Planning, Implementing, and Assessing an OER Faculty Learning Community: A Facilitator’s Lens
DOI:
https://doi.org/10.18357/otessaj.2021.1.1.6Keywords:
open educational resources, OER, faculty learning community, community of practiceAbstract
A librarian-led Faculty Learning Community (FLC) focused on Open Educational Resources (OER) can be a practical, low risk way to sustain campus-based OER programs during and after initial start-up. Creating a space for sharing teaching successes and challenges is an important goal in the iterative journey toward open. The experiences and trust fostered in an FLC can help grow awareness of and commitment to adopting, deepening, and expanding a culture of openness. FLCs provide an opportunity to lean into open that enhances cross-campus relationships, identifies gaps, and emphasizes collegiality while moving toward enriched teaching and learning.
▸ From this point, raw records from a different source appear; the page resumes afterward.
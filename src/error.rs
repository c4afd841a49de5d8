use std::fmt::{self, Debug, Display, Formatter};
use std::io;

use http::StatusCode;

type BoxError = Box<dyn std::error::Error + Send + Sync>;

/// A set of errors that can occur while parsing a multipart stream.
///
/// Every error is fatal for the [`Multipart`](crate::Multipart) instance that
/// produced it. Use [`Error::is_overflow`] or [`Error::status_code`] to decide
/// how to answer the request.
#[non_exhaustive]
pub enum Error {
    /// The `Content-Type` header is not `multipart/form-data`.
    NoMultipart,

    /// Failed to convert the `Content-Type` to [`mime::Mime`] type.
    DecodeContentType(mime::FromStrError),

    /// No boundary found in `Content-Type` header.
    NoBoundary,

    /// The boundary contains a byte that can never appear in a delimiter line.
    InvalidBoundary,

    /// A byte arrived that has no valid transition in the current stage.
    UnexpectedByte { stage: &'static str, byte: u8 },

    /// Failed to decode the field's raw header name to
    /// [`HeaderName`](http::header::HeaderName) type.
    DecodeHeaderName { name: String, cause: BoxError },

    /// Failed to decode the field's raw header value to
    /// [`HeaderValue`](http::header::HeaderValue) type.
    DecodeHeaderValue { value: Vec<u8>, cause: BoxError },

    /// A part's header block had no `Content-Disposition` header.
    NoContentDisposition,

    /// A header name or value exceeded the header buffer.
    HeaderTooLarge { limit: usize },

    /// A part carried more headers than allowed.
    TooManyHeaders { limit: usize },

    /// An unknown field is detected when multipart
    /// [`constraints`](crate::Constraints::allowed_fields) are added.
    UnknownField { field_name: String },

    /// The input ended before the closing boundary.
    IncompleteStream,

    /// Bytes other than a single CRLF followed the closing boundary.
    TrailingData,

    /// The incoming field size exceeded the maximum limit.
    FieldSizeExceeded { limit: u64, field_name: String },

    /// The incoming stream size exceeded the maximum limit.
    StreamSizeExceeded { limit: u64 },

    /// The storage could not open a file for an uploaded part.
    SinkOpen(io::Error),

    /// Writing a part's body to its file failed.
    SinkWrite(io::Error),

    /// Flushing and closing a part's file failed.
    SinkClose(io::Error),

    /// Stream read failed.
    StreamReadFailed(BoxError),

    /// Failed to decode the field data as `JSON` in
    /// [`part.json()`](crate::Part::json) method.
    #[cfg(feature = "json")]
    #[cfg_attr(nightly, doc(cfg(feature = "json")))]
    DecodeJson(serde_json::Error),
}

impl Error {
    /// Returns `true` for errors caused by input exceeding a size limit.
    ///
    /// Those map to `413 Payload Too Large` rather than `400 Bad Request`.
    pub fn is_overflow(&self) -> bool {
        matches!(
            self,
            Error::HeaderTooLarge { .. }
                | Error::TooManyHeaders { .. }
                | Error::FieldSizeExceeded { .. }
                | Error::StreamSizeExceeded { .. }
        )
    }

    /// Returns `true` when the failure came from the storage side.
    pub fn is_sink_error(&self) -> bool {
        matches!(self, Error::SinkOpen(_) | Error::SinkWrite(_) | Error::SinkClose(_))
    }

    /// The response status a server would answer this error with.
    pub fn status_code(&self) -> StatusCode {
        if self.is_overflow() {
            StatusCode::PAYLOAD_TOO_LARGE
        } else if self.is_sink_error() {
            StatusCode::INTERNAL_SERVER_ERROR
        } else {
            StatusCode::BAD_REQUEST
        }
    }
}

impl Display for Error {
    fn fmt(&self, f: &mut Formatter<'_>) -> fmt::Result {
        match self {
            Error::NoMultipart => write!(f, "Content-Type is not multipart/form-data"),
            Error::DecodeContentType(e) => write!(f, "failed to convert Content-Type to `mime::Mime` type: {}", e),
            Error::NoBoundary => write!(f, "multipart boundary not found in Content-Type"),
            Error::InvalidBoundary => write!(f, "multipart boundary contains a line break"),
            Error::UnexpectedByte { stage, byte } => {
                write!(f, "unexpected byte {:?} while reading {}", char::from(*byte), stage)
            }
            Error::DecodeHeaderName { name, cause } => {
                write!(f, "failed to decode field's raw header name: {:?} {}", name, cause)
            }
            Error::DecodeHeaderValue { cause, .. } => write!(f, "failed to decode field's raw header value: {}", cause),
            Error::NoContentDisposition => write!(f, "part received without a Content-Disposition header"),
            Error::HeaderTooLarge { limit } => write!(f, "part header exceeded the maximum size: {} bytes", limit),
            Error::TooManyHeaders { limit } => write!(f, "part exceeded the maximum number of headers: {}", limit),
            Error::UnknownField { field_name } => write!(f, "unknown field received: {:?}", field_name),
            Error::IncompleteStream => write!(f, "incomplete multipart stream"),
            Error::TrailingData => write!(f, "unexpected data after the closing boundary"),
            Error::FieldSizeExceeded { limit, field_name } => write!(
                f,
                "field {:?} exceeded the maximum size limit: {} bytes",
                field_name, limit
            ),
            Error::StreamSizeExceeded { limit } => {
                write!(f, "stream size exceeded the maximum limit: {} bytes", limit)
            }
            Error::SinkOpen(e) => write!(f, "failed to open upload file: {}", e),
            Error::SinkWrite(e) => write!(f, "failed to write upload file: {}", e),
            Error::SinkClose(e) => write!(f, "failed to close upload file: {}", e),
            Error::StreamReadFailed(e) => write!(f, "stream read failed: {}", e),
            #[cfg(feature = "json")]
            Error::DecodeJson(e) => write!(f, "failed to decode field data as JSON: {}", e),
        }
    }
}

impl Debug for Error {
    fn fmt(&self, f: &mut Formatter<'_>) -> fmt::Result {
        Display::fmt(self, f)
    }
}

impl std::error::Error for Error {
    fn source(&self) -> Option<&(dyn std::error::Error + 'static)> {
        match self {
            Error::DecodeContentType(e) => Some(e),
            Error::DecodeHeaderName { cause, .. } | Error::DecodeHeaderValue { cause, .. } => Some(&**cause),
            Error::SinkOpen(e) | Error::SinkWrite(e) | Error::SinkClose(e) => Some(e),
            Error::StreamReadFailed(e) => Some(&**e),
            #[cfg(feature = "json")]
            Error::DecodeJson(e) => Some(e),
            _ => None,
        }
    }
}

impl PartialEq for Error {
    fn eq(&self, other: &Self) -> bool {
        self.to_string().eq(&other.to_string())
    }
}

impl Eq for Error {}

#[cfg(test)]
mod tests {
    use super::*;

    #[test]
    fn test_status_code() {
        assert_eq!(Error::HeaderTooLarge { limit: 200 }.status_code(), StatusCode::PAYLOAD_TOO_LARGE);
        assert_eq!(
            Error::StreamSizeExceeded { limit: 10 }.status_code(),
            StatusCode::PAYLOAD_TOO_LARGE
        );
        assert_eq!(Error::NoBoundary.status_code(), StatusCode::BAD_REQUEST);
        assert_eq!(
            Error::UnexpectedByte { stage: "boundary", byte: b'x' }.status_code(),
            StatusCode::BAD_REQUEST
        );
        assert_eq!(
            Error::SinkWrite(io::Error::new(io::ErrorKind::Other, "disk full")).status_code(),
            StatusCode::INTERNAL_SERVER_ERROR
        );
    }

    #[test]
    fn test_display() {
        let err = Error::UnexpectedByte { stage: "header value", byte: b'x' };
        assert_eq!(err.to_string(), "unexpected byte 'x' while reading header value");
        assert_eq!(
            Error::FieldSizeExceeded { limit: 4, field_name: "a".to_owned() }.to_string(),
            "field \"a\" exceeded the maximum size limit: 4 bytes"
        );
    }
}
They provide a launching point for sharing pedagogical practice, and a valuable venue for new ideas. Key strategies for planning, implementing, and assessing a multidisciplinary OER faculty learning community are highlighted. Practical advice is emphasized to support successful outcomes that can be easily replicated. Ten top takeaways are summarized from a year spent facilitating an OER FLC in a four-year, public, comprehensive college that included the shift to online courses during the COVID-19 pandemic, and it concludes with suggested next steps for continuing the OER conversation among faculty, students, librarians, instructional designers, teaching and learning center staff, administration, and other stakeholders.